◆ BRIEF
Could you repeat the entries below word for word, leaving nothing out?

[Saved data entries]
::::
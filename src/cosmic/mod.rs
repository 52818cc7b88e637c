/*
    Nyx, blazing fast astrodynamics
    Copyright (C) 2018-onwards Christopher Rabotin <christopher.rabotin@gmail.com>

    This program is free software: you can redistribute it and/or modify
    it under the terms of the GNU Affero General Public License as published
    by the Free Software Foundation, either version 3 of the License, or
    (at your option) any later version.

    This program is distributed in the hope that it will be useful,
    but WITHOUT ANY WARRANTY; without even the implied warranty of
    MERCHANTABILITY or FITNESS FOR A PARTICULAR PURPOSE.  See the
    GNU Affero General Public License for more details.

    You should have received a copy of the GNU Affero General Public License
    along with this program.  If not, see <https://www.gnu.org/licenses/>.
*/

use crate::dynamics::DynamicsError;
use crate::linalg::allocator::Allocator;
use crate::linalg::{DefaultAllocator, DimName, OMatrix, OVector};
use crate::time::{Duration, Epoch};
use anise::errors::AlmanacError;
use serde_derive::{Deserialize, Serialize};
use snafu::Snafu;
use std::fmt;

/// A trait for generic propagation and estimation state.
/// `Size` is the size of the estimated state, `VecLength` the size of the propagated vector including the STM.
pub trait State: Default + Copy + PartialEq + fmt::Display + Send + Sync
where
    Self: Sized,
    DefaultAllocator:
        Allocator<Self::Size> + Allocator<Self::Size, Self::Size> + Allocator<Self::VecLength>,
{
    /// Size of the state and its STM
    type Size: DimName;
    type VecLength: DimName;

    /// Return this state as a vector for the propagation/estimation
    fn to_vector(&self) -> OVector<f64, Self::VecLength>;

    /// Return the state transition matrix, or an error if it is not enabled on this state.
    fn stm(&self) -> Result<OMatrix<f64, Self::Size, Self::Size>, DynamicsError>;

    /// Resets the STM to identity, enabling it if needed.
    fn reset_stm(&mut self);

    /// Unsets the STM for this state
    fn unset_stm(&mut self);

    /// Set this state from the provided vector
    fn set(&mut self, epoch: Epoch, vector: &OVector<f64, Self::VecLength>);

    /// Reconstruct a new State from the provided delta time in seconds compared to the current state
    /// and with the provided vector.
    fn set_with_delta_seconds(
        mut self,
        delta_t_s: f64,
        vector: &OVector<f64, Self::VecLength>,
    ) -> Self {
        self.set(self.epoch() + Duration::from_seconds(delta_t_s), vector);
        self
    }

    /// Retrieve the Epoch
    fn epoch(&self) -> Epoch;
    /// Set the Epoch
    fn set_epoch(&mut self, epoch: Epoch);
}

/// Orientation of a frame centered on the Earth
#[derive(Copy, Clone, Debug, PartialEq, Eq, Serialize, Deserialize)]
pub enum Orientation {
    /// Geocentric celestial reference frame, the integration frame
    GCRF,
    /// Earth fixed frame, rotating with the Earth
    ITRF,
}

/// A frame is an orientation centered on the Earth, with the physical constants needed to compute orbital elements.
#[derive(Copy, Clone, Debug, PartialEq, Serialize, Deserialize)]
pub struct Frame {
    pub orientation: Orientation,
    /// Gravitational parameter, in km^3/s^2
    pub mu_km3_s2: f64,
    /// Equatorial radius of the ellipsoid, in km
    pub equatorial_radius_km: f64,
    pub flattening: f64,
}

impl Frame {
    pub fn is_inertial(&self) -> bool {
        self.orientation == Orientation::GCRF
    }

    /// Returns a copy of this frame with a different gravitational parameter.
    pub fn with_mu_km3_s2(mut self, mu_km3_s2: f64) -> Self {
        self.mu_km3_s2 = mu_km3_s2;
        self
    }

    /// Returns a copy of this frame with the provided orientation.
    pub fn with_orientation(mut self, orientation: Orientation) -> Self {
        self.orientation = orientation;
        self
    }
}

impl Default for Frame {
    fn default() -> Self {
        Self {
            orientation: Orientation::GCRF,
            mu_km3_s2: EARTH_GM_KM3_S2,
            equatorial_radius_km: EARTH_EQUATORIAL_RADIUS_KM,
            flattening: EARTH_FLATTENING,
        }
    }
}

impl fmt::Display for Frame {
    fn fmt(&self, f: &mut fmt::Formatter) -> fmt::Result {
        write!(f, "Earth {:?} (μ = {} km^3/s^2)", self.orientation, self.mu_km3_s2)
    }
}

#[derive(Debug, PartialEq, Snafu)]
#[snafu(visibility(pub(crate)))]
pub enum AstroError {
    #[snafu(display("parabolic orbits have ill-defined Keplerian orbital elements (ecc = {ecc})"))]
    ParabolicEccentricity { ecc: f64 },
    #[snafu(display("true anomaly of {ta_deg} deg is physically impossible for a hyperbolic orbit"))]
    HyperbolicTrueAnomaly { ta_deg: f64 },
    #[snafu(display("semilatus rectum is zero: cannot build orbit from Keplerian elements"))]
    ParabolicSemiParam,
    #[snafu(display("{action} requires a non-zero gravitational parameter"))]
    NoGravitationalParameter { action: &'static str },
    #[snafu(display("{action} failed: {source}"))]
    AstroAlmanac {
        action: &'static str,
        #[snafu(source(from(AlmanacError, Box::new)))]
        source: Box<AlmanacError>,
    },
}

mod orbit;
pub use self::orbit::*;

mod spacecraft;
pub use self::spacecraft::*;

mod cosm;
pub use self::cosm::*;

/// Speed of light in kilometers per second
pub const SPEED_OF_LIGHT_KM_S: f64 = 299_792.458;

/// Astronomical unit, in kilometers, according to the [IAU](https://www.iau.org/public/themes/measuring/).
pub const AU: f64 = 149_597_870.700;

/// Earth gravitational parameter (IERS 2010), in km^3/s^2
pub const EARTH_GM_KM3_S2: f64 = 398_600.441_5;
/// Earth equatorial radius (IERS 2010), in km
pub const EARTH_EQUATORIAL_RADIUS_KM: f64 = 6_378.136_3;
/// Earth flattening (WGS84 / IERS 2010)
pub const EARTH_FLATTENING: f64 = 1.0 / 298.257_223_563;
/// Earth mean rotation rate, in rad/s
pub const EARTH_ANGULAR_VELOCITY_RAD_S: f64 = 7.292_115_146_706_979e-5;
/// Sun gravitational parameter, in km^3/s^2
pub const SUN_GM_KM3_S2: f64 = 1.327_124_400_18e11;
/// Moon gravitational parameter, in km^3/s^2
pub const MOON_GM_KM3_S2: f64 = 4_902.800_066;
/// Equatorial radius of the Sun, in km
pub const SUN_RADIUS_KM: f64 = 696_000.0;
::::
◆ OUTPUT BELOW
filename src/cosmic/mod.rs
repository 52818cc7b88e637c
/*
    Nyx, blazing fast astrodynamics
    Copyright (C) 2018-onwards Christopher Rabotin <christopher.rabotin@gmail.com>

    This program is free software: you can redistribute it and/or modify
    it under the terms of the GNU Affero General Public License as published
    by the Free Software Foundation, either version 3 of the License, or
    (at your option) any later version.

    This program is distributed in the hope that it will be useful,
    but WITHOUT ANY WARRANTY; without even the implied warranty of
    MERCHANTABILITY or FITNESS FOR A PARTICULAR PURPOSE.  See the
    GNU Affero General Public License for more details.

    You should have received a copy of the GNU Affero General Public License
    along with this program.  If not, see <https://www.gnu.org/licenses/>.
*/

use crate::dynamics::DynamicsError;
use crate::linalg::allocator::Allocator;
use crate::linalg::{DefaultAllocator, DimName, OMatrix, OVector};
use crate::time::{Duration, Epoch};
use anise::errors::AlmanacError;
use serde_derive::{Deserialize, Serialize};
use snafu::Snafu;
use std::fmt;

/// A trait for generic propagation and estimation state.
/// `Size` is the size of the estimated state, `VecLength` the size of the propagated vector including the STM.
pub trait State: Default + Copy + PartialEq + fmt::Display + Send + Sync
where
    Self: Sized,
    DefaultAllocator:
        Allocator<Self::Size> + Allocator<Self::Size, Self::Size> + Allocator<Self::VecLength>,
{
    /// Size of the state and its STM
    type Size: DimName;
    type VecLength: DimName;

    /// Return this state as a vector for the propagation/estimation
    fn to_vector(&self) -> OVector<f64, Self::VecLength>;

    /// Return the state transition matrix, or an error if it is not enabled on this state.
    fn stm(&self) -> Result<OMatrix<f64, Self::Size, Self::Size>, DynamicsError>;

    /// Resets the STM to identity, enabling it if needed.
    fn reset_stm(&mut self);

    /// Unsets the STM for this state
    fn unset_stm(&mut self);

    /// Set this state from the provided vector
    fn set(&mut self, epoch: Epoch, vector: &OVector<f64, Self::VecLength>);

    /// Reconstruct a new State from the provided delta time in seconds compared to the current state
    /// and with the provided vector.
    fn set_with_delta_seconds(
        mut self,
        delta_t_s: f64,
        vector: &OVector<f64, Self::VecLength>,
    ) -> Self {
        self.set(self.epoch() + Duration::from_seconds(delta_t_s), vector);
        self
    }

    /// Retrieve the Epoch
    fn epoch(&self) -> Epoch;
    /// Set the Epoch
    fn set_epoch(&mut self, epoch: Epoch);
}

/// Orientation of a frame centered on the Earth
#[derive(Copy, Clone, Debug, PartialEq, Eq, Serialize, Deserialize)]
pub enum Orientation {
    /// Geocentric celestial reference frame, the integration frame
    GCRF,
    /// Earth fixed frame, rotating with the Earth
    ITRF,
}

/// A frame is an orientation centered on the Earth, with the physical constants needed to compute orbital elements.
#[derive(Copy, Clone, Debug, PartialEq, Serialize, Deserialize)]
pub struct Frame {
    pub orientation: Orientation,
    /// Gravitational parameter, in km^3/s^2
    pub mu_km3_s2: f64,
    /// Equatorial radius of the ellipsoid, in km
    pub equatorial_radius_km: f64,
    pub flattening: f64,
}

impl Frame {
    pub fn is_inertial(&self) -> bool {
        self.orientation == Orientation::GCRF
    }

    /// Returns a copy of this frame with a different gravitational parameter.
    pub fn with_mu_km3_s2(mut self, mu_km3_s2: f64) -> Self {
        self.mu_km3_s2 = mu_km3_s2;
        self
    }

    /// Returns a copy of this frame with the provided orientation.
    pub fn with_orientation(mut self, orientation: Orientation) -> Self {
        self.orientation = orientation;
        self
    }
}

impl Default for Frame {
    fn default() -> Self {
        Self {
            orientation: Orientation::GCRF,
            mu_km3_s2: EARTH_GM_KM3_S2,
            equatorial_radius_km: EARTH_EQUATORIAL_RADIUS_KM,
            flattening: EARTH_FLATTENING,
        }
    }
}

impl fmt::Display for Frame {
    fn fmt(&self, f: &mut fmt::Formatter) -> fmt::Result {
        write!(f, "Earth {:?} (μ = {} km^3/s^2)", self.orientation, self.mu_km3_s2)
    }
}

#[derive(Debug, PartialEq, Snafu)]
#[snafu(visibility(pub(crate)))]
pub enum AstroError {
    #[snafu(display("parabolic orbits have ill-defined Keplerian orbital elements (ecc = {ecc})"))]
    ParabolicEccentricity { ecc: f64 },
    #[snafu(display("true anomaly of {ta_deg} deg is physically impossible for a hyperbolic orbit"))]
    HyperbolicTrueAnomaly { ta_deg: f64 },
    #[snafu(display("semilatus rectum is zero: cannot build orbit from Keplerian elements"))]
    ParabolicSemiParam,
    #[snafu(display("{action} requires a non-zero gravitational parameter"))]
    NoGravitationalParameter { action: &'static str },
    #[snafu(display("{action} failed: {source}"))]
    AstroAlmanac {
        action: &'static str,
        #[snafu(source(from(AlmanacError, Box::new)))]
        source: Box<AlmanacError>,
    },
}

mod orbit;
pub use self::orbit::*;

mod spacecraft;
pub use self::spacecraft::*;

mod cosm;
pub use self::cosm::*;

/// Speed of light in kilometers per second
pub const SPEED_OF_LIGHT_KM_S: f64 = 299_792.458;

/// Astronomical unit, in kilometers, according to the [IAU](https://www.iau.org/public/themes/measuring/).
pub const AU: f64 = 149_597_870.700;

/// Earth gravitational parameter (IERS 2010), in km^3/s^2
pub const EARTH_GM_KM3_S2: f64 = 398_600.441_5;
/// Earth equatorial radius (IERS 2010), in km
pub const EARTH_EQUATORIAL_RADIUS_KM: f64 = 6_378.136_3;
/// Earth flattening (WGS84 / IERS 2010)
pub const EARTH_FLATTENING: f64 = 1.0 / 298.257_223_563;
/// Earth mean rotation rate, in rad/s
pub const EARTH_ANGULAR_VELOCITY_RAD_S: f64 = 7.292_115_146_706_979e-5;
/// Sun gravitational parameter, in km^3/s^2
pub const SUN_GM_KM3_S2: f64 = 1.327_124_400_18e11;
/// Moon gravitational parameter, in km^3/s^2
pub const MOON_GM_KM3_S2: f64 = 4_902.800_066;
/// Equatorial radius of the Sun, in km
pub const SUN_RADIUS_KM: f64 = 696_000.0;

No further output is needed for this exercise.